If you would like to build the docker image locally, you can check out this repository and run build it using the following command:
docker build . -t sgosline/srp-analytics
This is required for local testing of the code.
Calculating the benchmark dose of each chemical on the zebrafish is an active area of research. This analysis is described in an upcoming manuscript and is primarily contained in the qc_BMD directory. The data format required as input to this is described in the processing pipeline schema.
Any changes to the BMD calculation will have to pass a series of tests to ensure that they work with the existing data format.
Currently there are two tests for the BMD calculation, one for the morpohological changes and one for the light response.
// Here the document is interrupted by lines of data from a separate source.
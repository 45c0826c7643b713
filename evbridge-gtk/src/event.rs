//! Plain-data model of the GDK events the adapter handles.

/// `GdkEventType`, restricted to button events.
#[derive(Debug, Clone, Copy, PartialEq, Eq, Hash)]
pub enum GdkButtonEventType {
    /// `GDK_BUTTON_PRESS`
    ButtonPress,
    /// `GDK_2BUTTON_PRESS`, sent in addition to the second `GDK_BUTTON_PRESS` of a double click.
    DoubleButtonPress,
    /// `GDK_3BUTTON_PRESS`, sent in addition to the third `GDK_BUTTON_PRESS` of a triple click.
    TripleButtonPress,
    /// `GDK_BUTTON_RELEASE`
    ButtonRelease,
}

/// `GdkEventButton`.
#[derive(Debug, Clone, Copy, PartialEq)]
pub struct GdkEventButton {
    pub event_type: GdkButtonEventType,
    pub x: f64,
    pub y: f64,
    /// The X11 button number, starting at 1.
    pub button: u32,
    /// Milliseconds.
    pub time: u32,
}

/// `GdkEventMotion`.
#[derive(Debug, Clone, Copy, PartialEq)]
pub struct GdkEventMotion {
    pub x: f64,
    pub y: f64,
    pub time: u32,
}

/// `GdkScrollDirection`.
#[derive(Debug, Clone, Copy, PartialEq, Eq, Hash)]
pub enum GdkScrollDirection {
    Up,
    Down,
    Left,
    Right,
    /// The deltas are in `delta_x` and `delta_y`.
    Smooth,
}

/// `GdkEventScroll`.
#[derive(Debug, Clone, Copy, PartialEq)]
pub struct GdkEventScroll {
    pub x: f64,
    pub y: f64,
    pub direction: GdkScrollDirection,
    /// In lines. Positive values scroll right, i.e. move the content to the left.
    pub delta_x: f64,
    /// In lines. Positive values scroll down, i.e. move the content up.
    pub delta_y: f64,
    /// Set on the last event of a kinetic scroll sequence.
    pub is_stop: bool,
    pub time: u32,
}

impl GdkEventScroll {
    pub fn discrete(x: f64, y: f64, direction: GdkScrollDirection, time: u32) -> Self {
        Self { x, y, direction, delta_x: 0.0, delta_y: 0.0, is_stop: false, time }
    }

    pub fn smooth(x: f64, y: f64, delta_x: f64, delta_y: f64, time: u32) -> Self {
        Self { x, y, direction: GdkScrollDirection::Smooth, delta_x, delta_y, is_stop: false, time }
    }

    pub fn stop(x: f64, y: f64, time: u32) -> Self {
        Self { is_stop: true, ..Self::smooth(x, y, 0.0, 0.0, time) }
    }
}

/// A signal or event delivered to the drawing area of a window.
#[derive(Debug, Clone, Copy, PartialEq)]
pub enum GdkEvent {
    /// `button-press-event` and `button-release-event`.
    Button(GdkEventButton),
    /// `motion-notify-event`.
    Motion(GdkEventMotion),
    /// `scroll-event`.
    Scroll(GdkEventScroll),
    /// `leave-notify-event`.
    LeaveNotify,
    /// `focus-in-event` and `focus-out-event`.
    Focus { focus_in: bool },
    /// `grab-broken-event`.
    GrabBroken,
    /// `size-allocate`.
    SizeAllocate,
    /// `notify::scale-factor`.
    ScaleFactorChanged,
    /// The frame clock's `update` signal.
    FrameClockUpdate,
    /// `delete-event`.
    Delete,
    /// `destroy`.
    Destroy,
}

/// What a signal handler returns to GTK.
#[derive(Debug, Clone, Copy, PartialEq, Eq, Hash, Default)]
pub enum Propagation {
    /// `GDK_EVENT_STOP`: the event was handled.
    Stop,
    /// `GDK_EVENT_PROPAGATE`: let other handlers see the event.
    #[default]
    Proceed,
}

impl Propagation {
    pub fn is_stop(self) -> bool {
        self == Propagation::Stop
    }
}
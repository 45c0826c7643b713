//! The backend adapters.
//!
//! Each module is compiled in when its Cargo feature is enabled. The adapters model the native
//! records as plain data, so every backend builds and can be tested on any host; the code that
//! registers callbacks with the toolkit lives in the host application.

#[cfg(appkit_backend)]
pub use evbridge_appkit as appkit;
#[cfg(gtk_backend)]
pub use evbridge_gtk as gtk;
#[cfg(win32_backend)]
pub use evbridge_win32 as win32;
These are both automated in the continuous integration tests, but can be evaluated locally using the following commands:
docker run srp-analytics --test-morpho
docker run srp-analytics --test-lpr
Note : These commands run with shorter version ("devel") for faster sanity check by default.
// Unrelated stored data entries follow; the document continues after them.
use std::time::Duration;

use dpi::LogicalPosition;
use evbridge_common::{EventSource, WindowContext};
use evbridge_core::event::{MouseButton, Point, PointerEvent, ScrollDirection, ScrollInput, Timestamp};
use evbridge_core::listener::WindowListener;
use evbridge_core::thread::UiThread;
use evbridge_core::window::{WindowAttributes, WindowHandle};

use crate::event::{
    GdkButtonEventType, GdkEvent, GdkEventButton, GdkEventScroll, GdkScrollDirection, Propagation,
};
use crate::style::{self, WindowProps};

/// Convert an X11 button number to the zero-based scheme.
///
/// Buttons 4 to 7 emulate the scroll wheel and have no zero-based number.
pub fn normalize_button(button: u32) -> Option<MouseButton> {
    let index = match button {
        1 => 0,
        3 => 1,
        2 => 2,
        8 => 3,
        9 => 4,
        0 | 4..=7 => return None,
        n => n - 5,
    };
    u8::try_from(index).ok().and_then(MouseButton::new)
}

fn timestamp(time: u32) -> Timestamp {
    Duration::from_millis(time.into())
}

/// The event source of one `GtkWindow`.
///
/// The host connects the signals of the window and its drawing area and forwards them as
/// [`GdkEvent`]s. GTK already reports positions in logical pixels with the origin at the
/// top-left corner, so they are passed through unchanged.
#[derive(Debug)]
pub struct GtkWindow {
    pub(crate) context: WindowContext,
}

impl GtkWindow {
    pub fn new(
        thread: UiThread,
        handle: WindowHandle,
        attributes: WindowAttributes,
        listener: Box<dyn WindowListener>,
    ) -> Self {
        Self { context: WindowContext::new(thread, handle, attributes, listener) }
    }

    pub fn props(&self) -> WindowProps {
        WindowProps::from(self.context.attributes().flags)
    }

    pub fn cursor_name(&self) -> &'static str {
        style::cursor_name(self.context.attributes().cursor)
    }

    fn button(&mut self, event: &GdkEventButton) -> Propagation {
        let position = LogicalPosition::new(event.x, event.y);
        let Some(button) = normalize_button(event.button) else {
            if event.button == 0 {
                tracing::warn!("ignoring button event without a button number");
            } else {
                tracing::trace!(button = event.button, "ignoring wheel emulation button");
            }
            return Propagation::Proceed;
        };

        let pointer = match event.event_type {
            GdkButtonEventType::ButtonPress => PointerEvent::press(position, button),
            GdkButtonEventType::DoubleButtonPress | GdkButtonEventType::TripleButtonPress => {
                PointerEvent::press(position, button).synthetic()
            },
            GdkButtonEventType::ButtonRelease => PointerEvent::release(position, button),
        };
        self.context.pointer(pointer);
        Propagation::Stop
    }

    fn scroll(&mut self, event: &GdkEventScroll) -> Propagation {
        let position: Point = LogicalPosition::new(event.x, event.y);
        let timestamp = timestamp(event.time);
        let line_height = self.context.attributes().line_height;

        let direction = match event.direction {
            GdkScrollDirection::Up => ScrollDirection::Up,
            GdkScrollDirection::Down => ScrollDirection::Down,
            GdkScrollDirection::Left => ScrollDirection::Left,
            GdkScrollDirection::Right => ScrollDirection::Right,
            GdkScrollDirection::Smooth => {
                let input = if event.is_stop {
                    ScrollInput::stop(position, timestamp)
                } else if event.delta_x == 0.0 && event.delta_y == 0.0 {
                    tracing::trace!("dropping empty smooth scroll event");
                    return Propagation::Stop;
                } else {
                    let delta = LogicalPosition::new(
                        -event.delta_x * line_height,
                        -event.delta_y * line_height,
                    );
                    ScrollInput::delta(position, delta, timestamp)
                };
                self.context.scroll(input);
                return Propagation::Stop;
            },
        };

        self.context.scroll(ScrollInput::step(position, direction, timestamp));
        Propagation::Stop
    }
}

impl EventSource for GtkWindow {
    type Event = GdkEvent;
    type Response = Propagation;

    fn handle_event(&mut self, event: GdkEvent) -> Propagation {
        tracing::trace!(?event, "GdkEvent");
        match event {
            GdkEvent::Button(event) => self.button(&event),
            GdkEvent::Motion(event) => {
                self.context.pointer(PointerEvent::motion(LogicalPosition::new(event.x, event.y)));
                Propagation::Stop
            },
            GdkEvent::Scroll(event) => self.scroll(&event),
            GdkEvent::LeaveNotify => {
                self.context.pointer_left();
                Propagation::Stop
            },
            GdkEvent::Focus { focus_in } => {
                self.context.focus(focus_in);
                Propagation::Proceed
            },
            GdkEvent::GrabBroken => {
                self.context.capture_lost();
                Propagation::Stop
            },
            GdkEvent::SizeAllocate => {
                self.context.resized();
                Propagation::Proceed
            },
            GdkEvent::ScaleFactorChanged => {
                self.context.scale_factor_changed();
                Propagation::Proceed
            },
            GdkEvent::FrameClockUpdate => {
                self.context.flush_gestures();
                self.context.update_ready();
                Propagation::Proceed
            },
            // Returning `Stop` from `delete-event` keeps the window open.
            GdkEvent::Delete => {
                if self.context.close_requested() {
                    Propagation::Proceed
                } else {
                    Propagation::Stop
                }
            },
            GdkEvent::Destroy => {
                self.context.close();
                Propagation::Proceed
            },
        }
    }

    fn context(&self) -> &WindowContext {
        &self.context
    }

    fn context_mut(&mut self) -> &mut WindowContext {
        &mut self.context
    }
}

#[cfg(test)]
mod tests {
    use std::cell::RefCell;
    use std::rc::Rc;

    use evbridge_core::event::ScrollDelta;
    use evbridge_core::thread;
    use evbridge_core::window::WindowId;

    use super::*;

    type Log = Rc<RefCell<Vec<String>>>;

    #[derive(Default)]
    struct Recorder {
        log: Log,
        veto: bool,
    }

    impl WindowListener for Recorder {
        fn should_close(&mut self, _: WindowId) -> bool {
            !self.veto
        }

        fn closed(&mut self, _: WindowId) {
            self.log.borrow_mut().push("closed".into());
        }

        fn mouse_button(&mut self, _: WindowId, _: Point, pressed: bool, b: MouseButton) {
            self.log.borrow_mut().push(format!("button {pressed} {}", b.index()));
        }

        fn scroll_discrete(&mut self, _: WindowId, _: Point, d: ScrollDelta) {
            self.log.borrow_mut().push(format!("discrete {} {}", d.x, d.y));
        }

        fn scroll_continuous(&mut self, _: WindowId, _: Point, d: ScrollDelta, t: Timestamp) {
            self.log.borrow_mut().push(format!("continuous {} {} {}", d.x, d.y, t.as_millis()));
        }

        fn scroll_stop(&mut self, _: WindowId, t: Timestamp) {
            self.log.borrow_mut().push(format!("stop {}", t.as_millis()));
        }
    }

    fn window(recorder: Recorder) -> GtkWindow {
        GtkWindow::new(
            thread::bootstrap(),
            WindowHandle::detached(WindowId::dummy()),
            WindowAttributes::default().with_drag_gestures(false).with_line_height(20.0),
            Box::new(recorder),
        )
    }

    fn take(log: &Log) -> Vec<String> {
        log.borrow_mut().drain(..).collect()
    }

    fn button(event_type: GdkButtonEventType, button: u32) -> GdkEvent {
        GdkEvent::Button(GdkEventButton { event_type, x: 1.0, y: 2.0, button, time: 0 })
    }

    #[test]
    fn button_table() {
        let table: Vec<_> = (0..12).map(|n| normalize_button(n).map(MouseButton::index)).collect();
        assert_eq!(table, [
            None,
            Some(0),
            Some(2),
            Some(1),
            None,
            None,
            None,
            None,
            Some(3),
            Some(4),
            Some(5),
            Some(6),
        ]);
    }

    #[test]
    fn double_click_press_is_dropped() {
        let recorder = Recorder::default();
        let log = Rc::clone(&recorder.log);
        let mut w = window(recorder);

        for event in [
            button(GdkButtonEventType::ButtonPress, 1),
            button(GdkButtonEventType::ButtonRelease, 1),
            button(GdkButtonEventType::ButtonPress, 1),
            button(GdkButtonEventType::DoubleButtonPress, 1),
            button(GdkButtonEventType::ButtonRelease, 1),
        ] {
            w.handle_event(event);
        }

        assert_eq!(take(&log), [
            "button true 0",
            "button false 0",
            "button true 0",
            "button false 0",
        ]);
    }

    #[test]
    fn wheel_emulation_buttons_propagate() {
        let mut w = window(Recorder::default());
        assert_eq!(
            w.handle_event(button(GdkButtonEventType::ButtonPress, 4)),
            Propagation::Proceed
        );
    }

    #[test]
    fn scroll_units() {
        let recorder = Recorder::default();
        let log = Rc::clone(&recorder.log);
        let mut w = window(recorder);

        w.handle_event(GdkEvent::Scroll(GdkEventScroll::discrete(
            0.0,
            0.0,
            GdkScrollDirection::Left,
            5,
        )));
        w.handle_event(GdkEvent::Scroll(GdkEventScroll::smooth(0.0, 0.0, 0.5, 0.25, 100)));
        w.handle_event(GdkEvent::Scroll(GdkEventScroll::smooth(0.0, 0.0, 0.0, 0.0, 120)));
        w.handle_event(GdkEvent::Scroll(GdkEventScroll::stop(0.0, 0.0, 150)));

        assert_eq!(take(&log), ["discrete 1 0", "continuous -10 -5 100", "stop 150"]);
    }

    #[test]
    fn delete_event_carries_the_veto() {
        let recorder = Recorder { veto: true, ..Default::default() };
        let log = Rc::clone(&recorder.log);
        let mut w = window(recorder);

        assert_eq!(w.handle_event(GdkEvent::Delete), Propagation::Stop);
        w.handle_event(GdkEvent::Destroy);
        assert_eq!(w.handle_event(GdkEvent::Delete), Propagation::Proceed);
        assert_eq!(take(&log), ["closed"]);
    }
}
Once we have re-calculated BMD values, we must link these data to environmental sample data. This data is stored locally on this repostiory in the data directory, yet is read in and harmonized with the chemical data for final consumption.
The environmental sample data has a very specific format that is defined in our schemas directory. To test the building the database with new data you can simply run:
docker run srp-analytics
This is currently being run upon pushing changes to the repository.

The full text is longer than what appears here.